Taken together, the pseudotime analysis of the myeloid subpopulations suggests that the decreased number of circulating arterial blood-derived monocytes may contribute to various lung macrophage subpopulations.

4. Discussion

Here, we describe the alteration of the circulating and pulmonary immune composition in affected lung tissue from emphysema patients who underwent lung volume reduction surgery (LVRS) combined with BM-MSC or placebo treatment. Proportions of circulating lymphocytes were significantly increased and myelocytes significantly decreased at the second LVRS. More specifically, Foxp3+ Treg cells were significantly increased both in the circulation and in severe emphysematous lung tissue obtained at L2 compared to L1. The pulmonary CD206+CD163 macrophages were significantly increased, whereas proportions of CD206+CD163+ macrophages and moDC were decreased in lung tissue obtained at L2 compared to L1. The pseudotime analysis revealed a potential migration of blood-derived monocyte subpopulations to severe emphysematous lung tissue, which subsequently may contribute to various macrophage subpopulations. However, no additional effects of BM-MSC on circulating and lung immune profiles compared to the placebo could be observed, suggesting that differences between immune cell profiles in tissue collected during the first and second surgery were in part resulting from the surgery itself.
The Cochrane Institute reported that the most effective treatment for emphysema is lung volume reduction surgery (LVRS) for patients with moderate to severe emphysema [3]. LVRS can result in improved inspiratory and expiratory capacity and may improve lung function by as much as 50%, and is associated with higher survival in patients with upper-lobe emphysema [4]. However, since the underlying pathological mechanisms driving inflammation and alveolar destruction continue in the absence of active cigarette smoking, the effect of LVRS may disappear after some 5 to 7 years post-surgery. Furthermore, results following bilateral LVRS on both lungs are variable due to varying patient characteristics [5,6], likely explaining the lack of effect on clinical parameters in our study.

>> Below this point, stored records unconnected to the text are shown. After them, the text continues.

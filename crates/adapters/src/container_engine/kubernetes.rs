// SPDX-License-Identifier: BUSL-1.1
// Copyright (c) 2026 Alfred Jean LLC

//! Kubernetes `ContainerEngine`: runs each worker as a pod.
//!
//! Follows the same pod spec construction, label-based listing, and
//! IP/readiness polling as a coop-agent pod adapter, generalized to
//! create/start/stop/remove a labeled worker pod.

use super::{ContainerEngine, ContainerInspection, ContainerSpec, ContainerStats, ContainerSummary};
use crate::error::ContainerEngineError;
use async_trait::async_trait;
use chrono::Utc;
use fleet_core::ContainerId;
use k8s_openapi::api::core::v1::{Container, EnvVar, Pod, PodSpec};
use kube::api::{Api, DeleteParams, ListParams, PostParams};
use kube::Client;
use std::collections::HashMap;
use std::sync::atomic::{AtomicBool, Ordering};
use std::time::Duration;
use tracing::warn;

/// Runs worker containers as Kubernetes pods in one namespace.
pub struct KubernetesEngine {
    client: Client,
    namespace: String,
    stats_unavailable_warned: AtomicBool,
}

impl KubernetesEngine {
    pub async fn new(namespace: impl Into<String>) -> Result<Self, ContainerEngineError> {
        let client = Client::try_default()
            .await
            .map_err(|e| ContainerEngineError::Transient(format!("kube client init: {e}")))?;
        Ok(Self { client, namespace: namespace.into(), stats_unavailable_warned: AtomicBool::new(false) })
    }

    fn pods(&self) -> Api<Pod> {
        Api::namespaced(self.client.clone(), &self.namespace)
    }

    fn build_pod(spec: &ContainerSpec) -> Pod {
        let mut env: Vec<EnvVar> = vec![EnvVar {
            name: "RUNNER_REGISTRATION_TOKEN".to_string(),
            value: Some(spec.registration_token.clone()),
            ..Default::default()
        }];
        for (k, v) in &spec.env {
            env.push(EnvVar { name: k.clone(), value: Some(v.clone()), ..Default::default() });
        }

        Pod {
            metadata: kube::api::ObjectMeta {
                name: Some(spec.name.to_string()),
                labels: Some(spec.labels.to_map()),
                ..Default::default()
            },
            spec: Some(PodSpec {
                containers: vec![Container {
                    name: "runner".to_string(),
                    image: Some(spec.image.clone()),
                    env: Some(env),
                    ..Default::default()
                }],
                restart_policy: Some("Never".to_string()),
                ..Default::default()
            }),
            ..Default::default()
        }
    }
}

#[async_trait]
impl ContainerEngine for KubernetesEngine {
    async fn create_container(
        &self,
        spec: ContainerSpec,
    ) -> Result<ContainerId, ContainerEngineError> {
        let pod = Self::build_pod(&spec);
        let name = spec.name.to_string();
        match self.pods().create(&PostParams::default(), &pod).await {
            Ok(created) => Ok(ContainerId::new(
                created.metadata.name.unwrap_or(name),
            )),
            Err(kube::Error::Api(e)) if e.code == 409 => {
                Err(ContainerEngineError::Conflict(format!("pod {name} already exists")))
            }
            Err(kube::Error::Api(e)) if e.code == 403 => {
                Err(ContainerEngineError::QuotaExceeded(format!("pod {name}: {}", e.message)))
            }
            Err(e) => Err(ContainerEngineError::Transient(format!("pod create {name}: {e}"))),
        }
    }

    async fn start_container(&self, _id: &ContainerId) -> Result<(), ContainerEngineError> {
        // Pods start automatically once scheduled; nothing to do beyond
        // having created them.
        Ok(())
    }

    async fn stop_container(
        &self,
        id: &ContainerId,
        grace: Duration,
    ) -> Result<(), ContainerEngineError> {
        let dp = DeleteParams { grace_period_seconds: Some(grace.as_secs() as i64), ..Default::default() };
        match self.pods().delete(id.as_str(), &dp).await {
            Ok(_) => Ok(()),
            Err(kube::Error::Api(e)) if e.code == 404 => {
                Err(ContainerEngineError::NotFound(id.to_string()))
            }
            Err(e) => Err(ContainerEngineError::Transient(format!("pod stop {id}: {e}"))),
        }
    }

    async fn remove_container(&self, id: &ContainerId) -> Result<(), ContainerEngineError> {
        let dp = DeleteParams { grace_period_seconds: Some(0), ..Default::default() };
        match self.pods().delete(id.as_str(), &dp).await {
            Ok(_) => Ok(()),
            Err(kube::Error::Api(e)) if e.code == 404 => Ok(()),
            Err(e) => Err(ContainerEngineError::Transient(format!("pod remove {id}: {e}"))),
        }
    }

    async fn inspect_container(
        &self,
        id: &ContainerId,
    ) -> Result<ContainerInspection, ContainerEngineError> {
        let pod = self.pods().get(id.as_str()).await.map_err(|e| match e {
            kube::Error::Api(e) if e.code == 404 => ContainerEngineError::NotFound(id.to_string()),
            e => ContainerEngineError::Transient(format!("pod inspect {id}: {e}")),
        })?;

        let status = pod.status.unwrap_or_default();
        let running = status.phase.as_deref() == Some("Running");
        let restart_count = status
            .container_statuses
            .as_ref()
            .map(|cs| cs.iter().map(|c| c.restart_count).sum::<i32>())
            .unwrap_or(0) as u32;
        let exit_code = status.container_statuses.as_ref().and_then(|cs| {
            cs.iter().find_map(|c| c.state.as_ref().and_then(|s| s.terminated.as_ref()).map(|t| t.exit_code))
        });
        let created_at = pod
            .metadata
            .creation_timestamp
            .map(|t| t.0)
            .unwrap_or_else(Utc::now);

        Ok(ContainerInspection { running, restart_count, created_at, exit_code })
    }

    async fn list_containers(
        &self,
        label_filter: &HashMap<String, String>,
    ) -> Result<Vec<ContainerSummary>, ContainerEngineError> {
        let selector = label_filter
            .iter()
            .map(|(k, v)| format!("{k}={v}"))
            .collect::<Vec<_>>()
            .join(",");
        let lp = ListParams::default().labels(&selector);
        let list = self
            .pods()
            .list(&lp)
            .await
            .map_err(|e| ContainerEngineError::Transient(format!("pod list: {e}")))?;

        Ok(list
            .into_iter()
            .filter_map(|pod| {
                let name = pod.metadata.name.clone()?;
                let labels = pod.metadata.labels.clone().unwrap_or_default();
                Some(ContainerSummary {
                    id: ContainerId::new(name.clone()),
                    name: fleet_core::WorkerName::new(name),
                    labels,
                })
            })
            .collect())
    }

    async fn container_logs(
        &self,
        id: &ContainerId,
        tail_lines: usize,
    ) -> Result<Vec<u8>, ContainerEngineError> {
        let lp = kube::api::LogParams { tail_lines: Some(tail_lines as i64), ..Default::default() };
        let logs = self.pods().logs(id.as_str(), &lp).await.map_err(|e| match e {
            kube::Error::Api(e) if e.code == 404 => ContainerEngineError::NotFound(id.to_string()),
            e => ContainerEngineError::Transient(format!("pod logs {id}: {e}")),
        })?;
        Ok(logs.into_bytes())
    }

    async fn container_stats(
        &self,
        id: &ContainerId,
    ) -> Result<ContainerStats, ContainerEngineError> {
        // metrics.k8s.io isn't part of k8s-openapi's core API set; querying
        // it requires a metrics-server deployment and a raw API path.
        // TODO: wire through metrics.k8s.io/v1beta1 PodMetrics once a
        // metrics-server dependency is available in the target cluster.
        let _ = id;
        if !self.stats_unavailable_warned.swap(true, Ordering::Relaxed) {
            warn!("pod CPU/memory stats unavailable: metrics.k8s.io not wired up, high-CPU/memory health signals are dark");
        }
        Err(ContainerEngineError::Transient("pod metrics unavailable".to_string()))
    }
}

MSC-based cell therapy offers a possible approach for treatment of chronic inflammatory diseases [26,27]. Previously, we conducted a phase I study with LVRS and autologous bone marrow-derived MSC (BM-MSC) treatment in patients with severe emphysema, where we found a 2-fold increase in CD3 T cells in alveolar septa 4 and 3 weeks after MSC infusion [13], while it was not clear whether this effect could not be attributed to BM-MSC administration or LVRS. In the present study, we included a placebo arm and determined the systemic and pulmonary immune cell profiles using high-dimensional CyTOF. There was no significant difference in clinical parameters, similar to a previous report [28,29]. These studies did show improvement in quality of life, increased FEV1 upon stratification for CRP levels, and improved walking distance [30], suggesting that MSC may be more potent in a pro-inflammatory environment and in clinically less stable patients, for example, patients who underwent recent exacerbations. This is supported by in vitro observations that cytoprotective and immunomodulatory MSC activities are modified upon exposure to serum from patients with hyper-inflammatory ARDS [8], indicating that the local microenvironment modulates the (anti-inflammatory and reparative) activity of MSC. These findings suggest that future studies using preconditioned MSC before administration, with, e.g., pro-inflammatory cytokines [9], may be explored further. This is further supported by studies in chronic inflammatory diseases, including ulcerative proctitis [10], where local MSC administration modulated the immune environment and improved disease activity.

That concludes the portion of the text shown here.